IRF5, a historically undrugged transcription factor, is a master regulator of innate and adaptive immune response pathways involving pro-inflammatory cytokines (TNFα, IL-6, IL-12, IL-23), B cell activation (autoantibody production), and Type I Interferon (IFN). IRF5 is selectively expressed and activated in specific cell types such as dendritic cells, monocytes, macrophages, and B cells. Its cell- and disease activation-specific profile has the potential to block cell-specific immune dysregulation while sparing normal cell function. IRF5 has been challenging to drug using traditional small molecule inhibitors due to multiple complex activation steps and the high degree of IRF family member homology. KT-579, a potent, selective oral degrader, has the potential to be the first IRF5-targeted therapy. In preclinical studies KT-579, degraded IRF5 across multiple preclinical species and in all disease-relevant tissues. In preclinical models of lupus and RA, KT-579 was equal or more efficacious than clinically active or marketed small molecule inhibitors and biologics. In preclinical safety studies, KT-579 did not show any adverse effects at concentrations up to 200-fold of the projected human efficacious levels.
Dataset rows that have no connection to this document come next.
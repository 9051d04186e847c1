//! PersonaAgent - wraps a chat backend with a persona and its tools.
//!
//! Before each task the agent runs the persona's bound tools once, with the
//! task's interpolated description as the query, and embeds their results in
//! the prompt alongside the persona profile and the outputs of earlier tasks.
//! Tool failures abort the task; nothing is sent to the backend.

use std::sync::Arc;

use async_trait::async_trait;
use tracing::debug;

use caravan_core::agent::{ChatBackend, TaskAgent};
use caravan_core::error::Result;
use caravan_core::persona::Persona;
use caravan_core::task::{Task, TaskContextEntry};
use caravan_core::template::render_strict;
use caravan_core::tool::{Tool, ToolContext, ToolName};
use caravan_core::trip::TripRequest;

const PERSONA_TEMPLATE: &str = "\
# Persona Profile
**Role**: {{ role }}

## Background
{{ backstory }}

## Goal
{{ goal }}";

/// An agent that executes tasks as a configured persona.
pub struct PersonaAgent<T: ChatBackend> {
    backend: T,
    persona: Persona,
    tools: Vec<Arc<dyn Tool>>,
    request: TripRequest,
}

impl<T: ChatBackend> PersonaAgent<T> {
    /// Creates an agent from a backend, a persona, its resolved tools, and
    /// the trip request the tools draw their inputs from.
    pub fn new(
        backend: T,
        persona: Persona,
        tools: Vec<Arc<dyn Tool>>,
        request: TripRequest,
    ) -> Self {
        Self {
            backend,
            persona,
            tools,
            request,
        }
    }

    fn profile(&self) -> Result<String> {
        let mut profile = render_strict(PERSONA_TEMPLATE, &self.persona)?;
        if !self.tools.is_empty() {
            profile.push_str("\n\n## Tools");
            for tool in &self.tools {
                profile.push_str(&format!("\n- {}: {}", tool.name(), tool.description()));
            }
        }
        Ok(profile)
    }

    async fn run_tools(&self, task: &Task) -> Result<Vec<(ToolName, String)>> {
        let mut results = Vec::new();
        for tool in &self.tools {
            let ctx = ToolContext {
                query: task.description.clone(),
                request: self.request.clone(),
            };
            debug!(persona = %self.persona.name, tool = %tool.name(), "running tool");
            let output = tool.run(&ctx).await?;
            results.push((tool.name(), output));
        }
        Ok(results)
    }

    async fn assemble_prompt(&self, task: &Task, context: &[TaskContextEntry]) -> Result<String> {
        let mut sections = vec![self.profile()?];

        if !context.is_empty() {
            let mut block = String::from("# Context from Earlier Tasks");
            for entry in context {
                block.push_str(&format!("\n\n## {}\n{}", entry.task_name, entry.output));
            }
            sections.push(block);
        }

        let tool_results = self.run_tools(task).await?;
        if !tool_results.is_empty() {
            let mut block = String::from("# Tool Results");
            for (name, output) in &tool_results {
                block.push_str(&format!("\n\n## {}\n{}", name, output));
            }
            sections.push(block);
        }

        sections.push(format!("# Task\n{}", task.description));
        sections.push(format!("# Expected Output\n{}", task.expected_output));

        Ok(sections.join("\n\n"))
    }
}

#[async_trait]
impl<T: ChatBackend> TaskAgent for PersonaAgent<T> {
    fn persona_name(&self) -> &str {
        &self.persona.name
    }

    async fn execute(&self, task: &Task, context: &[TaskContextEntry]) -> Result<String> {
        let prompt = self.assemble_prompt(task, context).await?;
        debug!(
            persona = %self.persona.name,
            task = %task.name,
            prompt_chars = prompt.len(),
            "dispatching to backend"
        );
        self.backend.chat_complete(&prompt).await
    }
}

#[cfg(test)]
mod tests {
    use super::*;
    use caravan_core::error::CaravanError;
    use tokio::sync::Mutex;

    #[derive(Clone)]
    struct RecordingBackend {
        calls: Arc<Mutex<Vec<String>>>,
        response: String,
    }

    impl RecordingBackend {
        fn new(response: &str) -> Self {
            Self {
                calls: Arc::new(Mutex::new(Vec::new())),
                response: response.to_string(),
            }
        }

        async fn last_prompt(&self) -> Option<String> {
            self.calls.lock().await.last().cloned()
        }

        async fn call_count(&self) -> usize {
            self.calls.lock().await.len()
        }
    }

    #[async_trait]
    impl ChatBackend for RecordingBackend {
        async fn chat_complete(&self, prompt: &str) -> Result<String> {
            self.calls.lock().await.push(prompt.to_string());
            Ok(self.response.clone())
        }
    }

    struct StaticTool {
        name: ToolName,
        output: String,
    }

    #[async_trait]
    impl Tool for StaticTool {
        fn name(&self) -> ToolName {
            self.name
        }

        fn description(&self) -> &str {
            "Static test tool."
        }

        async fn run(&self, _ctx: &ToolContext) -> Result<String> {
            Ok(self.output.clone())
        }
    }

    struct FailingTool;

    #[async_trait]
    impl Tool for FailingTool {
        fn name(&self) -> ToolName {
            ToolName::DuckDuckGoSearch
        }

        fn description(&self) -> &str {
            "Always fails."
        }

        async fn run(&self, _ctx: &ToolContext) -> Result<String> {
            Err(CaravanError::backend(Some(500), "search exploded"))
        }
    }

    fn researcher() -> Persona {
        Persona::new(
            "research_agent",
            "Travel Researcher",
            "Find the best destinations",
            "Knows every coastline in India.",
        )
    }

    fn request() -> TripRequest {
        TripRequest::new("beaches", 30000.0, 3).unwrap()
    }

    fn research_task() -> Task {
        Task::bind(
            "research_destinations",
            "Research beach destinations in India.",
            "A list of destinations",
            "research_agent",
        )
    }

    #[tokio::test]
    async fn prompt_carries_profile_task_and_expected_output() {
        let backend = RecordingBackend::new("Goa it is.");
        let agent = PersonaAgent::new(backend.clone(), researcher(), Vec::new(), request());

        let output = agent.execute(&research_task(), &[]).await.unwrap();
        assert_eq!(output, "Goa it is.");

        let prompt = backend.last_prompt().await.unwrap();
        assert!(prompt.contains("**Role**: Travel Researcher"));
        assert!(prompt.contains("Knows every coastline in India."));
        assert!(prompt.contains("# Task\nResearch beach destinations in India."));
        assert!(prompt.contains("# Expected Output\nA list of destinations"));
        assert!(!prompt.contains("# Context from Earlier Tasks"));
        assert!(!prompt.contains("# Tool Results"));
    }

    #[tokio::test]
    async fn earlier_task_outputs_are_fed_forward() {
        let backend = RecordingBackend::new("ok");
        let agent = PersonaAgent::new(backend.clone(), researcher(), Vec::new(), request());

        let context = vec![TaskContextEntry::new(
            "research_destinations",
            "Goa and Gokarna look promising.",
        )];
        agent.execute(&research_task(), &context).await.unwrap();

        let prompt = backend.last_prompt().await.unwrap();
        assert!(prompt.contains("# Context from Earlier Tasks"));
        assert!(prompt.contains("## research_destinations\nGoa and Gokarna look promising."));
    }

    #[tokio::test]
    async fn tool_results_are_primed_into_the_prompt() {
        let backend = RecordingBackend::new("ok");
        let tool = Arc::new(StaticTool {
            name: ToolName::BudgetCalculator,
            output: "Suggested daily spending (in INR):".to_string(),
        });
        let agent = PersonaAgent::new(backend.clone(), researcher(), vec![tool], request());

        agent.execute(&research_task(), &[]).await.unwrap();

        let prompt = backend.last_prompt().await.unwrap();
        assert!(prompt.contains("## Tools\n- BudgetCalculator: Static test tool."));
        assert!(prompt.contains("# Tool Results"));
        assert!(prompt.contains("## BudgetCalculator\nSuggested daily spending (in INR):"));
    }

    #[tokio::test]
    async fn tool_failure_aborts_before_the_backend_is_called() {
        let backend = RecordingBackend::new("never seen");
        let agent = PersonaAgent::new(
            backend.clone(),
            researcher(),
            vec![Arc::new(FailingTool)],
            request(),
        );

        let err = agent.execute(&research_task(), &[]).await.unwrap_err();
        assert!(err.to_string().contains("search exploded"));
        assert_eq!(backend.call_count().await, 0);
    }

    #[tokio::test]
    async fn exposes_the_persona_name() {
        let agent = PersonaAgent::new(
            RecordingBackend::new("ok"),
            researcher(),
            Vec::new(),
            request(),
        );
        assert_eq!(agent.persona_name(), "research_agent");
    }
}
KT-579 has the potential for broad utility in diseases where effective and well tolerated oral therapies are needed.

KT-474 is a first-in-class IRAK4 degrader in development for the treatment of immune-inflammatory diseases with significant patient need, such as hidradenitis suppurativa (HS), atopic dermatitis (AD), and potentially others. IRAK4 is a key protein of the myddosome complex that mediates signaling through IL-1 and toll-like receptors, which play a crucial role in initiating the immune response against invading pathogens. IRAK4 is a scaffolding kinase that acts at the interface of the innate and adaptive immune responses with a variety of functions depending on its kinase activity and scaffolding function. Eliminating IRAK4 completely through degradation impacts both the kinase and scaffolding functions, therefore having the potential to achieve a broad, well-tolerated, anti-inflammatory effect providing a novel therapeutic approach for a variety of immune-inflammatory diseases.

KT-474 (SAR444656) is partnered with Sanofi, who is leading the Phase 2 clinical development program. Kymera has the option to participate in future development and commercialization, and 50/50 profit split, in the United States. Double digit tiered royalties in ROW.

Diseases where the TLR/IL-1 pathway has been implicated in pathogenesis and are potential opportunities: Psoriasis, Generalized Pustular Psoriasis, IBD, Asthma, COPD, SSc ILD, RA, PSA, SLE, OA, PSS, MS, AMD.